-- DATA SHOWN follows --
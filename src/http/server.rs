//! HTTP server setup and configuration.
//!
//! # Responsibilities
//! - Create the Axum Router with a single fallback handler
//! - Wire up middleware (request ID, tracing, timeout)
//! - Dispatch every request to the [`Dispatcher`]
//! - Serve plain TCP or TLS with graceful shutdown

use axum::{
    extract::{ConnectInfo, Request, State},
    response::{IntoResponse, Response},
    Router,
};
use axum_server::tls_rustls::RustlsConfig;
use std::net::{Ipv4Addr, SocketAddr};
use std::sync::Arc;
use std::time::{Duration, Instant};
use tokio::net::TcpListener;
use tower::ServiceBuilder;
use tower_http::{
    request_id::{PropagateRequestIdLayer, SetRequestIdLayer},
    timeout::TimeoutLayer,
    trace::TraceLayer,
};

use crate::config::TimeoutConfig;
use crate::http::request::{request_id, UuidRequestId};
use crate::http::response::not_found;
use crate::lifecycle::{shutdown, Shutdown};
use crate::observability::metrics;
use crate::routing::{DispatchOutcome, Dispatcher};

/// Time in-flight TLS requests get to finish after shutdown is triggered.
const TLS_DRAIN_GRACE: Duration = Duration::from_secs(10);

/// Client address reported when the connection info is unavailable.
const UNKNOWN_CLIENT: SocketAddr = SocketAddr::new(std::net::IpAddr::V4(Ipv4Addr::UNSPECIFIED), 0);

/// Application state injected into handlers.
#[derive(Clone)]
pub struct AppState {
    pub dispatcher: Arc<Dispatcher>,
}

/// HTTP server for the mock handlers.
pub struct HttpServer {
    router: Router,
}

impl HttpServer {
    pub fn new(dispatcher: Arc<Dispatcher>, timeouts: &TimeoutConfig) -> Self {
        let state = AppState { dispatcher };
        Self {
            router: build_router(state, Duration::from_secs(timeouts.request_secs)),
        }
    }

    /// The fully layered router, for in-process use.
    pub fn router(&self) -> Router {
        self.router.clone()
    }

    /// Serve plain HTTP on `listener` until `shutdown` fires.
    pub async fn run(self, listener: TcpListener, shutdown: &Shutdown) -> std::io::Result<()> {
        let addr = listener.local_addr()?;
        tracing::info!(address = %addr, "HTTP server starting");

        let app = self
            .router
            .into_make_service_with_connect_info::<SocketAddr>();
        axum::serve(listener, app)
            .with_graceful_shutdown(shutdown::wait(shutdown.subscribe()))
            .await?;

        tracing::info!("HTTP server stopped");
        Ok(())
    }

    /// Serve HTTPS on `addr` until `shutdown` fires.
    pub async fn run_tls(
        self,
        addr: SocketAddr,
        tls: RustlsConfig,
        shutdown: &Shutdown,
    ) -> std::io::Result<()> {
        tracing::info!(address = %addr, "HTTPS server starting");

        let handle = axum_server::Handle::new();
        let rx = shutdown.subscribe();
        let drain = handle.clone();
        tokio::spawn(async move {
            shutdown::wait(rx).await;
            drain.graceful_shutdown(Some(TLS_DRAIN_GRACE));
        });

        let app = self
            .router
            .into_make_service_with_connect_info::<SocketAddr>();
        axum_server::bind_rustls(addr, tls)
            .handle(handle)
            .serve(app)
            .await?;

        tracing::info!("HTTPS server stopped");
        Ok(())
    }
}

/// Build the Axum router with all middleware layers.
#[allow(deprecated)]
fn build_router(state: AppState, timeout: Duration) -> Router {
    Router::new().fallback(dispatch_handler).with_state(state).layer(
        ServiceBuilder::new()
            .layer(SetRequestIdLayer::x_request_id(UuidRequestId))
            .layer(TraceLayer::new_for_http().make_span_with(|request: &Request| {
                tracing::info_span!(
                    "request",
                    method = %request.method(),
                    uri = %request.uri(),
                    request_id = %request_id(request),
                )
            }))
            .layer(PropagateRequestIdLayer::x_request_id())
            .layer(TimeoutLayer::new(timeout)),
    )
}

/// Fallback handler: every method and path goes through the dispatcher.
async fn dispatch_handler(State(state): State<AppState>, request: Request) -> Response {
    let start = Instant::now();
    let client = request
        .extensions()
        .get::<ConnectInfo<SocketAddr>>()
        .map(|ConnectInfo(addr)| *addr)
        .unwrap_or(UNKNOWN_CLIENT);
    let method = request.method();
    let raw_path = request
        .uri()
        .path_and_query()
        .map(|pq| pq.as_str())
        .unwrap_or("/");

    match state
        .dispatcher
        .dispatch(method, raw_path, request.headers(), client)
    {
        DispatchOutcome::Matched(matched) => {
            let response = matched.respond(method, client);
            metrics::record_request(method.as_str(), "matched", start);
            response.into_response()
        }
        DispatchOutcome::NotFound => {
            metrics::record_request(method.as_str(), "not_found", start);
            not_found()
        }
    }
}

#[cfg(test)]
mod tests {
    use super::*;
    use crate::routing::handler::test_support::handler;
    use axum::body::{to_bytes, Body};
    use axum::http::{Method, StatusCode};
    use tower::ServiceExt;

    fn server() -> HttpServer {
        let (dispatcher, skipped) = Dispatcher::from_handlers([
            handler("item", Method::GET, "/items/$$sku$$"),
            handler("root", Method::GET, "/"),
        ]);
        assert_eq!(skipped, 0);
        HttpServer::new(Arc::new(dispatcher), &TimeoutConfig::default())
    }

    async fn send(method: Method, uri: &str) -> Response {
        let request = axum::http::Request::builder()
            .method(method)
            .uri(uri)
            .body(Body::empty())
            .unwrap();
        server().router().oneshot(request).await.unwrap()
    }

    async fn body_text(response: Response) -> String {
        let bytes = to_bytes(response.into_body(), usize::MAX).await.unwrap();
        String::from_utf8(bytes.to_vec()).unwrap()
    }

    #[tokio::test]
    async fn test_matched_request() {
        let response = send(Method::GET, "/items/abc123").await;
        assert_eq!(response.status(), StatusCode::OK);
        assert!(response.headers().contains_key("x-request-id"));
        assert_eq!(body_text(response).await, "item");
    }

    #[tokio::test]
    async fn test_root_path() {
        let response = send(Method::GET, "/").await;
        assert_eq!(body_text(response).await, "root");
    }

    #[tokio::test]
    async fn test_not_found() {
        let response = send(Method::POST, "/items/abc123").await;
        assert_eq!(response.status(), StatusCode::NOT_FOUND);
        assert_eq!(body_text(response).await, "Not Found");

        let response = send(Method::GET, "/nothing/here").await;
        assert_eq!(response.status(), StatusCode::NOT_FOUND);
    }

    #[tokio::test]
    async fn test_head_served_by_get_handler() {
        let response = send(Method::HEAD, "/items/abc123").await;
        assert_eq!(response.status(), StatusCode::OK);

        let response = send(Method::HEAD, "/nothing").await;
        assert_eq!(response.status(), StatusCode::NOT_FOUND);
    }

    #[tokio::test]
    async fn test_client_request_id_is_kept() {
        let request = axum::http::Request::builder()
            .uri("/")
            .header("x-request-id", "given-id")
            .body(Body::empty())
            .unwrap();
        let response = server().router().oneshot(request).await.unwrap();
        assert_eq!(response.headers()["x-request-id"], "given-id");
    }
}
-- DATA SHOWN concluded --
Show every line from the entries that includes the word "UuidRequestId".

→ WRITTEN ANSWER
use crate::http::request::{request_id, UuidRequestId};
            .layer(SetRequestIdLayer::x_request_id(UuidRequestId))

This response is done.